Вяземский искал блаженного, спрашивал, ездил несколько дней по Москве – и след простыл этого блаженного, словно в воду канул; только и узнал Вяземский, что вечером того самого дня, как он был у царя, видели его у Подкопал; он кланялся народу во все стороны и говорил: «Прощайте, люда добрые! Увидите меня разве не в добрый час, когда враг-бусурман под Москву подойдет!» И потом уже никто не видал его.
III. Царица
В царицыных покоях, вокруг большого продолговатого стола, покрытого зеленою с красными цветами скатертью, стояли две мастерицы и старая боярыня, надзиравшая над женскими работами. Поодаль от них, у двери, стоял мужчина лет за тридцать, с задумчивым лицом, и постоянно опускал глаза в землю, как того требовала вежливость из уважения к месту, в котором он находился. Одежда на нем была полумонашеская, черная, длинная; только голова была открыта. На столе лежал рисунок, изображающий положение Христа во гроб. Женщины, стоявшие у стола, находились, видимо, в тревожном ожидании и поглядывали беспрестанно на маленькую дверь, ведущую во внутренние комнаты царицы Анастасии. Никто не смел заводить разговора. Наконец дверь отворилась, вошла царица, женщина бледная, сухощавая; ее черты, некогда красивые, сильно искажены были преждевременными морщинами, в ее глазах отражались грусть и озлобление. Она была одета в голубом атласном летнике с серебряными узорами; на голове у ней была бобровая шапочка с верхом, унизанным жемчугом. За нею шли две девицы в красных летниках, с распущенными волосами. Их боязливый взгляд показывал, что они находятся в строгой дисциплине. Подошедши к столу, царица молча разглядывала рисунок.

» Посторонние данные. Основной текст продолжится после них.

//! Definition file discovery
//!
//! Walks a directory tree and yields every file whose name ends with a given
//! extension, paired with the directory it was found in.

use std::path::{Path, PathBuf};

use tracing::{debug, warn};
use walkdir::WalkDir;

/// A definition file and the directory that contains it
#[derive(Debug, Clone, PartialEq, Eq, PartialOrd, Ord)]
pub struct DefinitionSource {
    pub path: PathBuf,
    /// Working directory for items defined in `path`
    pub dir: PathBuf,
}

/// Every file under `root` whose name ends with `extension`, sorted by path.
///
/// A missing root yields nothing. Entries that cannot be read (permissions,
/// broken links) are skipped.
pub fn discover(root: &Path, extension: &str) -> Vec<DefinitionSource> {
    if !root.is_dir() {
        debug!("Definition directory {:?} does not exist", root);
        return Vec::new();
    }
    let root = root.canonicalize().unwrap_or_else(|_| root.to_path_buf());

    let mut sources: Vec<DefinitionSource> = WalkDir::new(&root)
        .follow_links(true)
        .into_iter()
        .filter_map(|entry| match entry {
            Ok(entry) => Some(entry),
            Err(e) => {
                warn!("Skipping unreadable entry under {:?}: {}", root, e);
                None
            }
        })
        .filter(|entry| entry.file_type().is_file())
        .filter(|entry| entry.file_name().to_string_lossy().ends_with(extension))
        .map(|entry| {
            let path = entry.into_path();
            let dir = path.parent().map(Path::to_path_buf).unwrap_or_else(|| root.clone());
            DefinitionSource { path, dir }
        })
        .collect();

    sources.sort();
    debug!(
        "Found {} '{}' file(s) under {:?}",
        sources.len(),
        extension,
        root
    );
    sources
}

– Вот, матушка то сударыня-царица, – сказала старая боярыня, – иконописец из Новагорода написал плащаницы образец, буде твоей царской милости угодно будет.
Иконописец поклонился до земли; царица взглянула на него, потом посмотрела на рисунок и сказала боярыне тихо:
– Выдать ему три рубля[17], пусть идет.
Боярыня сделала знак иконописцу, а тот, понявши, поклонился и вышел.
– Первый худог, – сказала боярыня, – матушка государыня-царица, и книжен вельми, у отца Сильвестра на воспитании вырос, когда еще отец Сильвестр был в Новегороде; и дал ему Бог дарование иконописное; живет, государыня, в Новегороде.
– Так он новгородский? – сказала царица. – Да еще у Сильвестра вырос? Не хочу! Не делать плащаницы по его образцу! И вперед чтобы мне из Новагорода не приводить ни на что мастеров, а паче из попа Сильвестра детенышей. Слышишь? Чтоб не было того. Нешто из иных городов отыскать не можно? Нешто в Москве нет достойных? Что это все из Новагорода, да из Новагорода? Новгород всему указ стал; и Богу-то по-новгородски заставляют молиться. Москва Новгороду глава и всем городам – так и в книгах написано. А нешто в Новегороде благодати больше: ростовские чудотворцы посвятее-то новгородских святых. Не чета Ростову Новгород, не то что Москве! Да ты что, новгородка, что ли?
– Матушка-государыня, – сказала боярыня, ведомо тебе, что я прирожденная московка, старого московского рода.
– Так сыщи иного иконописца, – сказала царица, – чтоб не из Новагорода, а паче чтоб не из Сильвестровых детенышей. Поп набирает себе на улице бог знает кого да в люди выводит… А за его милостивцами никому хлеба достать нельзя. И в попы своих ставит, и в подьячие ставит, да еще иконы пишут все его люди[18]. Сыщи иного.